— AIM OF THE EXERCISE —
I'd like every record given again exactly, please.
....
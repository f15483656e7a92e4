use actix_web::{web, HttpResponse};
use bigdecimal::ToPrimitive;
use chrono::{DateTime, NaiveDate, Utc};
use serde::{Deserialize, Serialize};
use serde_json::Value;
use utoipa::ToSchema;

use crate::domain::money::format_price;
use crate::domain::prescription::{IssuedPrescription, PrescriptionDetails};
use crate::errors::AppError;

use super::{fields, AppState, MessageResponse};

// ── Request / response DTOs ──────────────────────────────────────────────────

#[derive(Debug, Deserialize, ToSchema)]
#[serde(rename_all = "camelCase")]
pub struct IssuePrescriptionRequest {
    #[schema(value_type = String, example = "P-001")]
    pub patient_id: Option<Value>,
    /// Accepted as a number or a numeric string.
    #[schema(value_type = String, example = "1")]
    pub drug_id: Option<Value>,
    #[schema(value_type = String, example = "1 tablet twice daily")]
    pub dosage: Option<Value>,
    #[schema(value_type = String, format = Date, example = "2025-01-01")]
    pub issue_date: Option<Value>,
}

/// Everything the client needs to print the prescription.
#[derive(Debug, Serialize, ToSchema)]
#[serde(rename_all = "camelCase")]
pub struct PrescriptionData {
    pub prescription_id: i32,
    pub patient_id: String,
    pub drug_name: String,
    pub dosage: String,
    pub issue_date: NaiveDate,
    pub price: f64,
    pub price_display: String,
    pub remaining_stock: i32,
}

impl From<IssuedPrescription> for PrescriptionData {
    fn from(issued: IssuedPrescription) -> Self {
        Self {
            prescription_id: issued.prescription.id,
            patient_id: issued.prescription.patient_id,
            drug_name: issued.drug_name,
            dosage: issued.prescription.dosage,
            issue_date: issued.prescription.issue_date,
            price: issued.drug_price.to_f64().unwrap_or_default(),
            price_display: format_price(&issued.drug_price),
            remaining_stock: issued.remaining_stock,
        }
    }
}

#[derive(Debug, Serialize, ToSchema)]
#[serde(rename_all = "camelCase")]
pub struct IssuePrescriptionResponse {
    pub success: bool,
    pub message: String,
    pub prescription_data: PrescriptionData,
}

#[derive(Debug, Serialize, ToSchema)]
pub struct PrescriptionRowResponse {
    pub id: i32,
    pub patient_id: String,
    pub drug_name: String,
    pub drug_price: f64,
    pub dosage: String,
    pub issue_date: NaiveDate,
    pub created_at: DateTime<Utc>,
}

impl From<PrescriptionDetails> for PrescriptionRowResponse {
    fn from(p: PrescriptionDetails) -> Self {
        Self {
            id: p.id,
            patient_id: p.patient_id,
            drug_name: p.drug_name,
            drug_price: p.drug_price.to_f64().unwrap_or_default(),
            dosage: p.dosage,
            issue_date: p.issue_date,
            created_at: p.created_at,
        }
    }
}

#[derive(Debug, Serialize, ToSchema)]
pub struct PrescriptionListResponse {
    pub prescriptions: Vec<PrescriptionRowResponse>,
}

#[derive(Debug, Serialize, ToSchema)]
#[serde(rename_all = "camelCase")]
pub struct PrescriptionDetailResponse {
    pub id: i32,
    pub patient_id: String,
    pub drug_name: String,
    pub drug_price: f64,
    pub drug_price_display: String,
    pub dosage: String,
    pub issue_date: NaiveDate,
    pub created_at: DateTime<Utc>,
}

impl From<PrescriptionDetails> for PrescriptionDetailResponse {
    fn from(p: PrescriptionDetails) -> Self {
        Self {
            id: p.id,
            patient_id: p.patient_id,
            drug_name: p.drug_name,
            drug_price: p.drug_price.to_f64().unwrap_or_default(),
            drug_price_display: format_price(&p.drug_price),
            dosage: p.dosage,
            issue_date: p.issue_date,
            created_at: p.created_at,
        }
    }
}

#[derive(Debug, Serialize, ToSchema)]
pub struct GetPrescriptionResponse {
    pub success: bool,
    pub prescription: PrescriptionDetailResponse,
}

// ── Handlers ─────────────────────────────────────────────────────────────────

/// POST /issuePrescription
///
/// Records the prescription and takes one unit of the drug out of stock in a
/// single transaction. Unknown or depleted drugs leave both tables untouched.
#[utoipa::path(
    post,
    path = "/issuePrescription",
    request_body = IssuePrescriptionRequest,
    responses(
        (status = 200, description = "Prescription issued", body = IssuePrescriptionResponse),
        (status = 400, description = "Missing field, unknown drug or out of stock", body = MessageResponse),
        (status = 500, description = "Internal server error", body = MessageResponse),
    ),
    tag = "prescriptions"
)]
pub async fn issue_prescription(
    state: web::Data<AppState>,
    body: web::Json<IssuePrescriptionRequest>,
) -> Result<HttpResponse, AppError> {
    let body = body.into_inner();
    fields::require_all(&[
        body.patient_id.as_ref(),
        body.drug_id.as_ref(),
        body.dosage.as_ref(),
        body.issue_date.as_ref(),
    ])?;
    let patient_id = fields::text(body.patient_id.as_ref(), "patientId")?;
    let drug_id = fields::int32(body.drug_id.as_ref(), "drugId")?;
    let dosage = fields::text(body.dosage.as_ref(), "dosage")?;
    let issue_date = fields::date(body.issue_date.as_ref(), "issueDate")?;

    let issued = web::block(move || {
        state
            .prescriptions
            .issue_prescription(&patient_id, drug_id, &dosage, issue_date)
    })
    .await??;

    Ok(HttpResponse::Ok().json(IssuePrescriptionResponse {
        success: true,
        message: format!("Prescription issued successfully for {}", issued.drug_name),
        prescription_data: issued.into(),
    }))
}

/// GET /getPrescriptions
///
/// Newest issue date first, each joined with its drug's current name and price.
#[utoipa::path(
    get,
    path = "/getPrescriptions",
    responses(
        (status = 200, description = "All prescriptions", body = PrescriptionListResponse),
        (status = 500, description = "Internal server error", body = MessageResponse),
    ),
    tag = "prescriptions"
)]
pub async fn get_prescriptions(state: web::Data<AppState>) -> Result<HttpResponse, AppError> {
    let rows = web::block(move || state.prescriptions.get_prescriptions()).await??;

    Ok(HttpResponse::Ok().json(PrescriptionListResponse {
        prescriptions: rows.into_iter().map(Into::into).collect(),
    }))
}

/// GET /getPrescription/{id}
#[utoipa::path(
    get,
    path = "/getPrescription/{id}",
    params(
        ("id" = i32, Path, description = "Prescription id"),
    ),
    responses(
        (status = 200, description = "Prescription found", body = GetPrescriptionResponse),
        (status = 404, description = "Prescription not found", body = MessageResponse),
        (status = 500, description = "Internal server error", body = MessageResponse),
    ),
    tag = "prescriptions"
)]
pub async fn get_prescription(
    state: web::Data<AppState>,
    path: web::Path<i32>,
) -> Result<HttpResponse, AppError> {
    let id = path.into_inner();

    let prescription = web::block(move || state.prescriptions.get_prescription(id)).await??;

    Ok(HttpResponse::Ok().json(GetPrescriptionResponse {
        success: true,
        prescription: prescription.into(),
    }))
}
....
— TASK ANSWER —
repository f15483656e7a92e4
use actix_web::{web, HttpResponse};
use bigdecimal::ToPrimitive;
use chrono::{DateTime, NaiveDate, Utc};
use serde::{Deserialize, Serialize};
use serde_json::Value;
use utoipa::ToSchema;

use crate::domain::money::format_price;
use crate::domain::prescription::{IssuedPrescription, PrescriptionDetails};
use crate::errors::AppError;

use super::{fields, AppState, MessageResponse};

// ── Request / response DTOs ──────────────────────────────────────────────────

#[derive(Debug, Deserialize, ToSchema)]
#[serde(rename_all = "camelCase")]
pub struct IssuePrescriptionRequest {
    #[schema(value_type = String, example = "P-001")]
    pub patient_id: Option<Value>,
    /// Accepted as a number or a numeric string.
    #[schema(value_type = String, example = "1")]
    pub drug_id: Option<Value>,
    #[schema(value_type = String, example = "1 tablet twice daily")]
    pub dosage: Option<Value>,
    #[schema(value_type = String, format = Date, example = "2025-01-01")]
    pub issue_date: Option<Value>,
}

/// Everything the client needs to print the prescription.
#[derive(Debug, Serialize, ToSchema)]
#[serde(rename_all = "camelCase")]
pub struct PrescriptionData {
    pub prescription_id: i32,
    pub patient_id: String,
    pub drug_name: String,
    pub dosage: String,
    pub issue_date: NaiveDate,
    pub price: f64,
    pub price_display: String,
    pub remaining_stock: i32,
}

impl From<IssuedPrescription> for PrescriptionData {
    fn from(issued: IssuedPrescription) -> Self {
        Self {
            prescription_id: issued.prescription.id,
            patient_id: issued.prescription.patient_id,
            drug_name: issued.drug_name,
            dosage: issued.prescription.dosage,
            issue_date: issued.prescription.issue_date,
            price: issued.drug_price.to_f64().unwrap_or_default(),
            price_display: format_price(&issued.drug_price),
            remaining_stock: issued.remaining_stock,
        }
    }
}

#[derive(Debug, Serialize, ToSchema)]
#[serde(rename_all = "camelCase")]
pub struct IssuePrescriptionResponse {
    pub success: bool,
    pub message: String,
    pub prescription_data: PrescriptionData,
}

#[derive(Debug, Serialize, ToSchema)]
pub struct PrescriptionRowResponse {
    pub id: i32,
    pub patient_id: String,
    pub drug_name: String,
    pub drug_price: f64,
    pub dosage: String,
    pub issue_date: NaiveDate,
    pub created_at: DateTime<Utc>,
}

impl From<PrescriptionDetails> for PrescriptionRowResponse {
    fn from(p: PrescriptionDetails) -> Self {
        Self {
            id: p.id,
            patient_id: p.patient_id,
            drug_name: p.drug_name,
            drug_price: p.drug_price.to_f64().unwrap_or_default(),
            dosage: p.dosage,
            issue_date: p.issue_date,
            created_at: p.created_at,
        }
    }
}

#[derive(Debug, Serialize, ToSchema)]
pub struct PrescriptionListResponse {
    pub prescriptions: Vec<PrescriptionRowResponse>,
}

#[derive(Debug, Serialize, ToSchema)]
#[serde(rename_all = "camelCase")]
pub struct PrescriptionDetailResponse {
    pub id: i32,
    pub patient_id: String,
    pub drug_name: String,
    pub drug_price: f64,
    pub drug_price_display: String,
    pub dosage: String,
    pub issue_date: NaiveDate,
    pub created_at: DateTime<Utc>,
}

impl From<PrescriptionDetails> for PrescriptionDetailResponse {
    fn from(p: PrescriptionDetails) -> Self {
        Self {
            id: p.id,
            patient_id: p.patient_id,
            drug_name: p.drug_name,
            drug_price: p.drug_price.to_f64().unwrap_or_default(),
            drug_price_display: format_price(&p.drug_price),
            dosage: p.dosage,
            issue_date: p.issue_date,
            created_at: p.created_at,
        }
    }
}

#[derive(Debug, Serialize, ToSchema)]
pub struct GetPrescriptionResponse {
    pub success: bool,
    pub prescription: PrescriptionDetailResponse,
}

// ── Handlers ─────────────────────────────────────────────────────────────────

/// POST /issuePrescription
///
/// Records the prescription and takes one unit of the drug out of stock in a
/// single transaction. Unknown or depleted drugs leave both tables untouched.
#[utoipa::path(
    post,
    path = "/issuePrescription",
    request_body = IssuePrescriptionRequest,
    responses(
        (status = 200, description = "Prescription issued", body = IssuePrescriptionResponse),
        (status = 400, description = "Missing field, unknown drug or out of stock", body = MessageResponse),
        (status = 500, description = "Internal server error", body = MessageResponse),
    ),
    tag = "prescriptions"
)]
pub async fn issue_prescription(
    state: web::Data<AppState>,
    body: web::Json<IssuePrescriptionRequest>,
) -> Result<HttpResponse, AppError> {
    let body = body.into_inner();
    fields::require_all(&[
        body.patient_id.as_ref(),
        body.drug_id.as_ref(),
        body.dosage.as_ref(),
        body.issue_date.as_ref(),
    ])?;
    let patient_id = fields::text(body.patient_id.as_ref(), "patientId")?;
    let drug_id = fields::int32(body.drug_id.as_ref(), "drugId")?;
    let dosage = fields::text(body.dosage.as_ref(), "dosage")?;
    let issue_date = fields::date(body.issue_date.as_ref(), "issueDate")?;

    let issued = web::block(move || {
        state
            .prescriptions
            .issue_prescription(&patient_id, drug_id, &dosage, issue_date)
    })
    .await??;

    Ok(HttpResponse::Ok().json(IssuePrescriptionResponse {
        success: true,
        message: format!("Prescription issued successfully for {}", issued.drug_name),
        prescription_data: issued.into(),
    }))
}

/// GET /getPrescriptions
///
/// Newest issue date first, each joined with its drug's current name and price.
#[utoipa::path(
    get,
    path = "/getPrescriptions",
    responses(
        (status = 200, description = "All prescriptions", body = PrescriptionListResponse),
        (status = 500, description = "Internal server error", body = MessageResponse),
    ),
    tag = "prescriptions"
)]
pub async fn get_prescriptions(state: web::Data<AppState>) -> Result<HttpResponse, AppError> {
    let rows = web::block(move || state.prescriptions.get_prescriptions()).await??;

    Ok(HttpResponse::Ok().json(PrescriptionListResponse {
        prescriptions: rows.into_iter().map(Into::into).collect(),
    }))
}

/// GET /getPrescription/{id}
#[utoipa::path(
    get,
    path = "/getPrescription/{id}",
    params(
        ("id" = i32, Path, description = "Prescription id"),
    ),
    responses(
        (status = 200, description = "Prescription found", body = GetPrescriptionResponse),
        (status = 404, description = "Prescription not found", body = MessageResponse),
        (status = 500, description = "Internal server error", body = MessageResponse),
    ),
    tag = "prescriptions"
)]
pub async fn get_prescription(
    state: web::Data<AppState>,
    path: web::Path<i32>,
) -> Result<HttpResponse, AppError> {
    let id = path.into_inner();

    let prescription = web::block(move || state.prescriptions.get_prescription(id)).await??;

    Ok(HttpResponse::Ok().json(GetPrescriptionResponse {
        success: true,
        prescription: prescription.into(),
    }))
}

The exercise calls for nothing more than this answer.